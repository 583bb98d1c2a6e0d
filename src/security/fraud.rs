//! Blacklist and suspicious-pattern fraud detection

use crate::bridge::{Amount, AssetType};

use chrono::{DateTime, Utc};
use serde::{Deserialize, Serialize};
use std::collections::HashMap;

/// Named heuristic with a risk score
#[derive(Debug, Clone, PartialEq, Serialize, Deserialize)]
pub struct SuspiciousPattern {
    pub id: String,
    /// Rule name understood by the active [`PatternMatcher`]
    pub pattern: String,
    pub risk_score: f64,
    /// Minimum risk score for the pattern to be enforced
    pub threshold: f64,
    pub active: bool,
    pub created_at: DateTime<Utc>,
}

impl SuspiciousPattern {
    /// Only active patterns at or above their threshold can block a transfer
    pub fn is_enforced(&self) -> bool {
        self.active && self.risk_score >= self.threshold
    }
}

/// Blacklisted address with provenance
#[derive(Debug, Clone, PartialEq, Serialize)]
pub struct BlacklistEntry {
    pub address: String,
    pub reason: String,
    pub added_at: DateTime<Utc>,
}

/// Everything a matcher may look at for one transfer
#[derive(Debug, Clone)]
pub struct TransferContext<'a> {
    pub source: &'a str,
    pub destination: &'a str,
    pub amount: &'a Amount,
    pub asset_type: AssetType,
    /// Requests the source already has in its rate-limit window
    pub recent_requests: usize,
    pub max_requests: usize,
    pub large_transfer_threshold: &'a Amount,
}

/// Pluggable pattern evaluation
pub trait PatternMatcher: Send + Sync {
    fn matches(&self, pattern: &SuspiciousPattern, ctx: &TransferContext<'_>) -> bool;
}

/// Built-in rules keyed by pattern name; unknown names never match
#[derive(Debug, Default, Clone, Copy)]
pub struct RuleBasedMatcher;

impl PatternMatcher for RuleBasedMatcher {
    fn matches(&self, pattern: &SuspiciousPattern, ctx: &TransferContext<'_>) -> bool {
        match pattern.pattern.as_str() {
            "self_transfer" => ctx.source.eq_ignore_ascii_case(ctx.destination),
            "large_amount" => ctx.amount > ctx.large_transfer_threshold,
            "high_frequency" => {
                ctx.max_requests > 0 && ctx.recent_requests * 2 >= ctx.max_requests
            }
            _ => false,
        }
    }
}

/// Outcome of a fraud assessment
#[derive(Debug, Clone, PartialEq)]
pub enum Verdict {
    Clear,
    Blacklisted(String),
    /// Name of the first enforced pattern that matched
    Suspicious(String),
}

/// Blacklist plus pattern set, evaluated through a [`PatternMatcher`]
pub struct FraudDetector {
    blacklist: HashMap<String, BlacklistEntry>,
    patterns: Vec<SuspiciousPattern>,
    matcher: Box<dyn PatternMatcher>,
    next_pattern: u64,
}

impl FraudDetector {
    pub fn new(matcher: Box<dyn PatternMatcher>) -> Self {
        Self {
            blacklist: HashMap::new(),
            patterns: Vec::new(),
            matcher,
            next_pattern: 1,
        }
    }

    pub fn assess(&self, ctx: &TransferContext<'_>) -> Verdict {
        for address in [ctx.source, ctx.destination] {
            if self.is_blacklisted(address) {
                return Verdict::Blacklisted(address.to_string());
            }
        }

        self.patterns
            .iter()
            .filter(|p| p.is_enforced())
            .find(|p| self.matcher.matches(p, ctx))
            .map(|p| Verdict::Suspicious(p.pattern.clone()))
            .unwrap_or(Verdict::Clear)
    }

    pub fn add_pattern(&mut self, pattern: &str, risk_score: f64, threshold: f64) -> SuspiciousPattern {
        let entry = SuspiciousPattern {
            id: format!("pattern_{}", self.next_pattern),
            pattern: pattern.to_string(),
            risk_score,
            threshold,
            active: true,
            created_at: Utc::now(),
        };
        self.next_pattern += 1;
        self.patterns.push(entry.clone());
        entry
    }

    pub fn blacklist(&mut self, address: &str, reason: &str) {
        self.blacklist.insert(
            normalize(address),
            BlacklistEntry {
                address: address.to_string(),
                reason: reason.to_string(),
                added_at: Utc::now(),
            },
        );
    }

    pub fn is_blacklisted(&self, address: &str) -> bool {
        self.blacklist.contains_key(&normalize(address))
    }

    pub fn blacklisted(&self) -> Vec<BlacklistEntry> {
        self.blacklist.values().cloned().collect()
    }

    pub fn patterns(&self) -> &[SuspiciousPattern] {
        &self.patterns
    }
}

fn normalize(address: &str) -> String {
    address.trim().to_ascii_lowercase()
}
impl SecurityGate {
    pub fn new(config: &SecuritySettings, events: Arc<EventBus>) -> Self {
        Self::with_matcher(config, events, Box::new(RuleBasedMatcher))
    }

    pub fn with_matcher(
        config: &SecuritySettings,
        events: Arc<EventBus>,
        matcher: Box<dyn PatternMatcher>,
    ) -> Self {
        let mut fraud = FraudDetector::new(matcher);
        for entry in &config.blacklist {
            fraud.blacklist(&entry.address, &entry.reason);
        }
        for seed in &config.patterns {
            fraud.add_pattern(&seed.pattern, seed.risk_score, seed.threshold);
        }

        Self {
            limiter: RateLimiter::new(
                Duration::seconds(config.rate_limit_window_secs as i64),
                config.rate_limit_max_requests,
            ),
            fraud: RwLock::new(fraud),
            emergency: RwLock::new(EmergencyControls::new(config.emergency_threshold.clone())),
            log: Mutex::new(VecDeque::with_capacity(config.max_security_events.min(1024))),
            max_events: config.max_security_events.max(1),
            next_event: AtomicU64::new(1),
            events,
        }
    }

    /// Sliding-window check for one address
    pub async fn check_rate_limit(&self, address: &str) -> BridgeResult<()> {
        self.check_rate_limit_at(address, Utc::now()).await
    }

    pub async fn check_rate_limit_at(&self, address: &str, now: DateTime<Utc>) -> BridgeResult<()> {
        match self.limiter.check_at(address, now) {
            Ok(()) => Ok(()),
            Err(e) => {
                warn!(address, "Rate limit exceeded");
                self.record(
                    SecurityEventType::RateLimitExceeded,
                    SecuritySeverity::Medium,
                    format!("Rate limit exceeded for address {}", address),
                    Some(address),
                    None,
                )
                .await;
                Err(e)
            }
        }
    }

    /// Emergency switch, rate limit, blacklist and patterns, in that order.
    /// Large transfers are logged but never blocked.
    ///
    /// A blacklisted source or destination fails with
    /// [`BridgeError::Blacklisted`], not [`BridgeError::SuspiciousActivity`];
    /// the latter is reserved for pattern matches. Both report
    /// [`ErrorKind::Security`](crate::error::ErrorKind::Security), so match on
    /// the kind to treat them alike.
    pub async fn check_transfer_security(
        &self,
        source: &str,
        destination: &str,
        amount: &Amount,
        asset_type: AssetType,
    ) -> BridgeResult<()> {
        self.check_transfer_security_at(source, destination, amount, asset_type, Utc::now())
            .await
    }

    pub async fn check_transfer_security_at(
        &self,
        source: &str,
        destination: &str,
        amount: &Amount,
        asset_type: AssetType,
        now: DateTime<Utc>,
    ) -> BridgeResult<()> {
        let threshold = {
            let emergency = self.emergency.read().await;
            if emergency.is_paused() {
                return Err(BridgeError::BridgeEmergency);
            }
            emergency.threshold().clone()
        };

        self.check_rate_limit_at(source, now).await?;

        let verdict = {
            let ctx = TransferContext {
                source,
                destination,
                amount,
                asset_type,
                recent_requests: self.limiter.recent_requests_at(source, now),
                max_requests: self.limiter.max_requests(),
                large_transfer_threshold: &threshold,
            };
            self.fraud.read().await.assess(&ctx)
        };

        match verdict {
            Verdict::Clear => {}
            Verdict::Blacklisted(address) => {
                warn!(source, destination, blacklisted = %address, "Transfer involves blacklisted address");
                self.record(
                    SecurityEventType::SuspiciousActivity,
                    SecuritySeverity::High,
                    format!(
                        "Blacklisted address {} in transfer from {} to {}",
                        address, source, destination
                    ),
                    Some(source),
                    Some(amount),
                )
                .await;
                return Err(BridgeError::Blacklisted(address));
            }
            Verdict::Suspicious(pattern) => {
                warn!(source, destination, pattern = %pattern, "Suspicious transfer pattern");
                self.record(
                    SecurityEventType::SuspiciousActivity,
                    SecuritySeverity::High,
                    format!(
                        "Suspicious activity ({}) for transfer from {} to {}",
                        pattern, source, destination
                    ),
                    Some(source),
                    Some(amount),
                )
                .await;
                return Err(BridgeError::SuspiciousActivity(pattern));
            }
        }

        if amount > &threshold {
            self.record(
                SecurityEventType::LargeTransfer,
                SecuritySeverity::Medium,
                format!("Large transfer detected: {}", amount),
                Some(source),
                Some(amount),
            )
            .await;
        }

        Ok(())
    }

    /// Engage the emergency switch
    pub async fn pause_bridge(&self, actor: &str, reason: &str) -> BridgeResult<PauseInfo> {
        let info = self.emergency.write().await.pause(actor, reason)?;
        warn!(actor, reason, "Bridge emergency pause engaged");
        crate::metrics::record_bridge_paused(true);
        self.record(
            SecurityEventType::EmergencyPause,
            SecuritySeverity::Critical,
            format!("Bridge paused by {}: {}", actor, reason),
            Some(actor),
            None,
        )
        .await;
        Ok(info)
    }

    pub async fn resume_bridge(&self, actor: &str) -> BridgeResult<()> {
        let previous = self.emergency.write().await.resume()?;
        info!(actor, paused_by = %previous.paused_by, "Bridge resumed");
        crate::metrics::record_bridge_paused(false);
        self.record(
            SecurityEventType::EmergencyResume,
            SecuritySeverity::Low,
            format!("Bridge resumed by {}", actor),
            Some(actor),
            None,
        )
        .await;
        Ok(())
    }

    pub async fn is_paused(&self) -> bool {
        self.emergency.read().await.is_paused()
    }

    pub async fn pause_info(&self) -> Option<PauseInfo> {
        self.emergency.read().await.pause_info().cloned()
    }

    pub async fn emergency_threshold(&self) -> Amount {
        self.emergency.read().await.threshold().clone()
    }

    pub async fn set_emergency_threshold(&self, threshold: Amount) {
        info!(threshold = %threshold, "Emergency threshold updated");
        self.emergency.write().await.set_threshold(threshold);
    }

    pub async fn add_suspicious_pattern(
        &self,
        pattern: &str,
        risk_score: f64,
        threshold: f64,
    ) -> BridgeResult<SuspiciousPattern> {
        if pattern.trim().is_empty() {
            return Err(BridgeError::Config("pattern name must not be empty".to_string()));
        }
        if !risk_score.is_finite() || !threshold.is_finite() {
            return Err(BridgeError::Config(format!(
                "pattern {} has non-finite scores",
                pattern
            )));
        }
        let added = self
            .fraud
            .write()
            .await
            .add_pattern(pattern.trim(), risk_score, threshold);
        info!(pattern = %added.pattern, risk_score, threshold, "Suspicious pattern added");
        Ok(added)
    }

    pub async fn blacklist_address(&self, address: &str, reason: &str) -> BridgeResult<()> {
        if address.trim().is_empty() {
            return Err(BridgeError::InvalidAddress(address.to_string()));
        }
        self.fraud.write().await.blacklist(address, reason);
        warn!(address, reason, "Address blacklisted");
        self.record(
            SecurityEventType::FraudDetected,
            SecuritySeverity::High,
            format!("Address {} blacklisted: {}", address, reason),
            Some(address),
            None,
        )
        .await;
        Ok(())
    }

    pub async fn is_blacklisted(&self, address: &str) -> bool {
        self.fraud.read().await.is_blacklisted(address)
    }

    pub async fn suspicious_patterns(&self) -> Vec<SuspiciousPattern> {
        self.fraud.read().await.patterns().to_vec()
    }

    /// Most recent `limit` events, oldest first; `0` returns everything
    pub async fn security_events(&self, limit: usize) -> Vec<SecurityEvent> {
        let log = self.log.lock().await;
        let limit = if limit == 0 || limit > log.len() {
            log.len()
        } else {
            limit
        };
        log.iter().skip(log.len() - limit).cloned().collect()
    }

    pub async fn stats(&self) -> SecurityStats {
        let total_security_events = self.log.lock().await.len();
        let emergency_paused = self.is_paused().await;
        let (blacklisted_addresses, suspicious_patterns) = {
            let fraud = self.fraud.read().await;
            (fraud.blacklisted().len(), fraud.patterns().len())
        };

        SecurityStats {
            total_security_events,
            emergency_paused,
            blacklisted_addresses,
            suspicious_patterns,
            rate_limited_addresses: self.limiter.tracked(),
        }
    }

    /// Drop idle rate-limit windows
    pub fn cleanup_rate_limiters(&self) -> usize {
        self.cleanup_rate_limiters_at(Utc::now())
    }

    pub fn cleanup_rate_limiters_at(&self, now: DateTime<Utc>) -> usize {
        self.limiter.cleanup_at(now)
    }

    async fn record(
        &self,
        event_type: SecurityEventType,
        severity: SecuritySeverity,
        description: String,
        address: Option<&str>,
        amount: Option<&Amount>,
    ) {
        let event = SecurityEvent {
            id: format!("sec_{}", self.next_event.fetch_add(1, Ordering::Relaxed)),
            event_type,
            severity,
            description,
            address: address.map(str::to_string),
            amount: amount.cloned(),
            timestamp: Utc::now(),
            resolved: false,
        };

        {
            let mut log = self.log.lock().await;
            if log.len() >= self.max_events {
                log.pop_front();
            }
            log.push_back(event.clone());
        }

        crate::metrics::record_security_event(event_type.as_str());
        self.events.emit(BridgeEvent::SecurityEvent { event });
    }
}
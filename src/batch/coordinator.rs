//! Batch lifecycle on top of the transfer orchestrator
//!
//! The batch map lock is taken before any orchestrator call and held across
//! it, so batch operations on the same coordinator are serialized.

use super::{BatchProgress, BatchStats, BatchStatus, TransactionBatch};
use crate::bridge::types::generate_id;
use crate::bridge::{
    Amount, CrossChainTransaction, TransactionStatus, TransferOrchestrator, TransferRequest,
};
use crate::config::BatchSettings;
use crate::error::{BridgeError, BridgeResult};
use crate::events::{BridgeEvent, EventBus};

use chrono::{DateTime, Duration, Utc};
use num_traits::Zero;
use std::collections::HashMap;
use std::sync::Arc;
use tokio::sync::RwLock;
use tracing::{debug, info, warn};

pub struct BatchCoordinator {
    orchestrator: Arc<TransferOrchestrator>,
    events: Arc<EventBus>,
    batches: RwLock<HashMap<String, TransactionBatch>>,
    max_batch_size: usize,
    timeout: Duration,
}

impl BatchCoordinator {
    pub fn new(config: &BatchSettings, orchestrator: Arc<TransferOrchestrator>) -> Self {
        Self {
            events: orchestrator.events().clone(),
            orchestrator,
            batches: RwLock::new(HashMap::new()),
            max_batch_size: config.max_batch_size.max(1),
            timeout: Duration::seconds(config.batch_timeout_secs as i64),
        }
    }

    /// Create one transfer per request and group them into a pending batch.
    ///
    /// Every request is pre-validated before anything is created. If the
    /// orchestrator rejects a later request, the members created so far are
    /// failed and no batch is recorded.
    pub async fn initiate_batch_transfer(
        &self,
        transfers: Vec<TransferRequest>,
    ) -> BridgeResult<TransactionBatch> {
        if transfers.is_empty() {
            return Err(BridgeError::EmptyBatch);
        }
        if transfers.len() > self.max_batch_size {
            return Err(BridgeError::BatchTooLarge {
                size: transfers.len(),
                max: self.max_batch_size,
            });
        }
        for (index, transfer) in transfers.iter().enumerate() {
            self.orchestrator
                .pre_validate(transfer)
                .map_err(|e| BridgeError::InvalidTransfer {
                    index,
                    reason: e.to_string(),
                })?;
        }

        let mut created: Vec<CrossChainTransaction> = Vec::with_capacity(transfers.len());
        for (index, transfer) in transfers.into_iter().enumerate() {
            match self.orchestrator.initiate_transfer(transfer).await {
                Ok(tx) => created.push(tx),
                Err(e) => {
                    self.abort(&created, index, &e).await;
                    return Err(e);
                }
            }
        }

        let now = Utc::now();
        let transaction_ids: Vec<String> = created.into_iter().map(|tx| tx.id).collect();
        let batch = TransactionBatch {
            id: generate_id(&[b"batch", transaction_ids.join(",").as_bytes()]),
            transaction_ids,
            status: BatchStatus::Pending,
            created_at: now,
            updated_at: now,
            executed_at: None,
            destination_tx_hash: None,
            gas_used: None,
            total_fee: Amount::zero(),
            failure_reason: None,
        };

        self.batches
            .write()
            .await
            .insert(batch.id.clone(), batch.clone());

        info!(batch_id = %batch.id, size = batch.len(), "Batch transfer initiated");
        self.events.emit(BridgeEvent::BatchTransferInitiated {
            batch: batch.clone(),
        });
        Ok(batch)
    }

    async fn abort(&self, created: &[CrossChainTransaction], index: usize, cause: &BridgeError) {
        let reason = format!("batch aborted: entry {} rejected: {}", index, cause);
        for tx in created {
            if let Err(e) = self.orchestrator.fail_transaction(&tx.id, &reason).await {
                warn!(tx_id = %tx.id, error = %e, "Could not fail aborted batch member");
            }
        }
        warn!(index, created = created.len(), error = %cause, "Batch aborted");
    }

    /// Fold member statuses into the batch status. A pending batch becomes
    /// `confirmed` once every member is past consensus, or `failed` as soon as
    /// one member has failed.
    pub async fn process_batch(&self, batch_id: &str) -> BridgeResult<BatchProgress> {
        let mut batches = self.batches.write().await;
        let batch = find_mut(&mut batches, batch_id)?;
        expect_status(batch, BatchStatus::Pending)?;

        let mut confirmed = 0;
        let mut awaiting = 0;
        let mut failure = None;
        for tx_id in &batch.transaction_ids {
            let tx = self.orchestrator.get_transaction(tx_id).await?;
            match tx.status {
                TransactionStatus::Confirmed | TransactionStatus::Executed => confirmed += 1,
                TransactionStatus::Pending => awaiting += 1,
                TransactionStatus::Failed => {
                    failure = Some(format!(
                        "transaction {} failed: {}",
                        tx.id,
                        tx.failure_reason.as_deref().unwrap_or("unknown")
                    ));
                    break;
                }
            }
        }

        let event = if let Some(reason) = &failure {
            mark_failed(batch, reason);
            Some(BridgeEvent::BatchFailed {
                batch: batch.clone(),
                reason: reason.clone(),
            })
        } else if awaiting == 0 {
            batch.status = BatchStatus::Confirmed;
            batch.updated_at = Utc::now();
            Some(BridgeEvent::BatchConfirmed {
                batch: batch.clone(),
            })
        } else {
            None
        };

        let progress = BatchProgress {
            batch_id: batch.id.clone(),
            status: batch.status,
            total: batch.len(),
            confirmed,
            awaiting,
            failure_reason: failure,
        };
        drop(batches);

        match progress.status {
            BatchStatus::Confirmed => info!(batch_id, "Batch confirmed"),
            BatchStatus::Failed => {
                warn!(batch_id, reason = ?progress.failure_reason, "Batch failed");
                crate::metrics::record_batch(BatchStatus::Failed.as_str());
            }
            _ => debug!(batch_id, awaiting, "Batch awaiting consensus"),
        }
        if let Some(event) = event {
            self.events.emit(event);
        }
        Ok(progress)
    }

    /// Execute every member of a confirmed batch. Gas is split evenly, with the
    /// remainder charged to the first member.
    pub async fn execute_batch(
        &self,
        batch_id: &str,
        destination_tx_hash: &str,
        gas_used: u64,
    ) -> BridgeResult<TransactionBatch> {
        let mut batches = self.batches.write().await;
        let batch = find_mut(&mut batches, batch_id)?;
        expect_status(batch, BatchStatus::Confirmed)?;

        let members = batch.transaction_ids.clone();
        let count = members.len().max(1) as u64;
        let (share, remainder) = (gas_used / count, gas_used % count);

        let mut total_fee = Amount::zero();
        let mut failure = None;
        for (i, tx_id) in members.iter().enumerate() {
            let gas = if i == 0 { share + remainder } else { share };
            let result = match self.orchestrator.get_transaction(tx_id).await {
                Ok(tx) if tx.status == TransactionStatus::Executed => Ok(tx),
                Ok(_) => {
                    self.orchestrator
                        .execute_transaction(tx_id, destination_tx_hash, gas)
                        .await
                }
                Err(e) => Err(e),
            };
            match result {
                Ok(tx) => total_fee += &tx.fee,
                Err(e) => {
                    failure = Some((format!("failed to execute transaction {}: {}", tx_id, e), e));
                    break;
                }
            }
        }

        if let Some((reason, cause)) = failure {
            mark_failed(batch, &reason);
            let failed = batch.clone();
            drop(batches);

            warn!(batch_id, reason = %reason, "Batch execution failed");
            crate::metrics::record_batch(BatchStatus::Failed.as_str());
            self.events.emit(BridgeEvent::BatchFailed {
                batch: failed,
                reason,
            });
            return Err(cause);
        }

        let now = Utc::now();
        batch.status = BatchStatus::Executed;
        batch.executed_at = Some(now);
        batch.updated_at = now;
        batch.destination_tx_hash = Some(destination_tx_hash.to_string());
        batch.gas_used = Some(gas_used);
        batch.total_fee = total_fee;
        let executed = batch.clone();
        drop(batches);

        info!(
            batch_id,
            destination_tx_hash,
            gas_used,
            total_fee = %executed.total_fee,
            "Batch executed"
        );
        crate::metrics::record_batch(BatchStatus::Executed.as_str());
        self.events.emit(BridgeEvent::BatchExecuted {
            batch: executed.clone(),
        });
        Ok(executed)
    }

    /// Return a failed batch to `pending`, reopening its failed members
    pub async fn retry_failed_batch(&self, batch_id: &str) -> BridgeResult<TransactionBatch> {
        let mut batches = self.batches.write().await;
        let batch = find_mut(&mut batches, batch_id)?;
        expect_status(batch, BatchStatus::Failed)?;

        let mut reopened = 0;
        for tx_id in &batch.transaction_ids {
            let tx = self.orchestrator.get_transaction(tx_id).await?;
            if tx.status == TransactionStatus::Failed {
                self.orchestrator.reopen_transaction(tx_id).await?;
                reopened += 1;
            }
        }

        batch.status = BatchStatus::Pending;
        batch.failure_reason = None;
        batch.updated_at = Utc::now();
        let retried = batch.clone();
        drop(batches);

        info!(batch_id, reopened, "Batch retry initiated");
        self.events.emit(BridgeEvent::BatchRetryInitiated {
            batch: retried.clone(),
        });
        Ok(retried)
    }

    pub async fn get_batch(&self, batch_id: &str) -> BridgeResult<TransactionBatch> {
        self.batches
            .read()
            .await
            .get(batch_id)
            .cloned()
            .ok_or_else(|| BridgeError::BatchNotFound(batch_id.to_string()))
    }

    /// Oldest first
    pub async fn batches_by_status(&self, status: BatchStatus) -> Vec<TransactionBatch> {
        let batches = self.batches.read().await;
        let mut matching: Vec<TransactionBatch> = batches
            .values()
            .filter(|b| b.status == status)
            .cloned()
            .collect();
        matching.sort_by(|a, b| a.created_at.cmp(&b.created_at));
        matching
    }

    pub async fn stats(&self) -> BatchStats {
        let batches = self.batches.read().await;
        let mut stats = BatchStats {
            total_batches: batches.len(),
            ..Default::default()
        };
        for batch in batches.values() {
            match batch.status {
                BatchStatus::Pending => stats.pending_batches += 1,
                BatchStatus::Confirmed => stats.confirmed_batches += 1,
                BatchStatus::Executed => stats.executed_batches += 1,
                BatchStatus::Failed => stats.failed_batches += 1,
            }
        }
        stats
    }

    pub async fn cleanup_expired_batches(&self) -> usize {
        self.cleanup_expired_batches_at(Utc::now()).await
    }

    /// Drop batches older than the batch timeout, whatever their status.
    /// Member transactions are left untouched.
    pub async fn cleanup_expired_batches_at(&self, now: DateTime<Utc>) -> usize {
        let cutoff = now - self.timeout;
        let mut batches = self.batches.write().await;
        let before = batches.len();
        batches.retain(|_, b| b.created_at >= cutoff);
        let removed = before - batches.len();
        if removed > 0 {
            info!(removed, "Expired batches cleaned up");
        }
        removed
    }
}

fn find_mut<'a>(
    batches: &'a mut HashMap<String, TransactionBatch>,
    batch_id: &str,
) -> BridgeResult<&'a mut TransactionBatch> {
    batches
        .get_mut(batch_id)
        .ok_or_else(|| BridgeError::BatchNotFound(batch_id.to_string()))
}

fn expect_status(batch: &TransactionBatch, expected: BatchStatus) -> BridgeResult<()> {
    if batch.status == expected {
        return Ok(());
    }
    Err(BridgeError::BatchWrongState {
        batch_id: batch.id.clone(),
        actual: batch.status.to_string(),
        expected: expected.to_string(),
    })
}

fn mark_failed(batch: &mut TransactionBatch, reason: &str) {
    batch.status = BatchStatus::Failed;
    batch.failure_reason = Some(reason.to_string());
    batch.updated_at = Utc::now();
}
====
# Work request:
Give back exactly the lines from the beginning of the records through the line containing "Rule name understood", and only those.

# Result of this task:
repository 583bb98d1c2a6e0d
filename src/security/fraud.rs
//! Blacklist and suspicious-pattern fraud detection

use crate::bridge::{Amount, AssetType};

use chrono::{DateTime, Utc};
use serde::{Deserialize, Serialize};
use std::collections::HashMap;

/// Named heuristic with a risk score
#[derive(Debug, Clone, PartialEq, Serialize, Deserialize)]
pub struct SuspiciousPattern {
    pub id: String,
    /// Rule name understood by the active [`PatternMatcher`]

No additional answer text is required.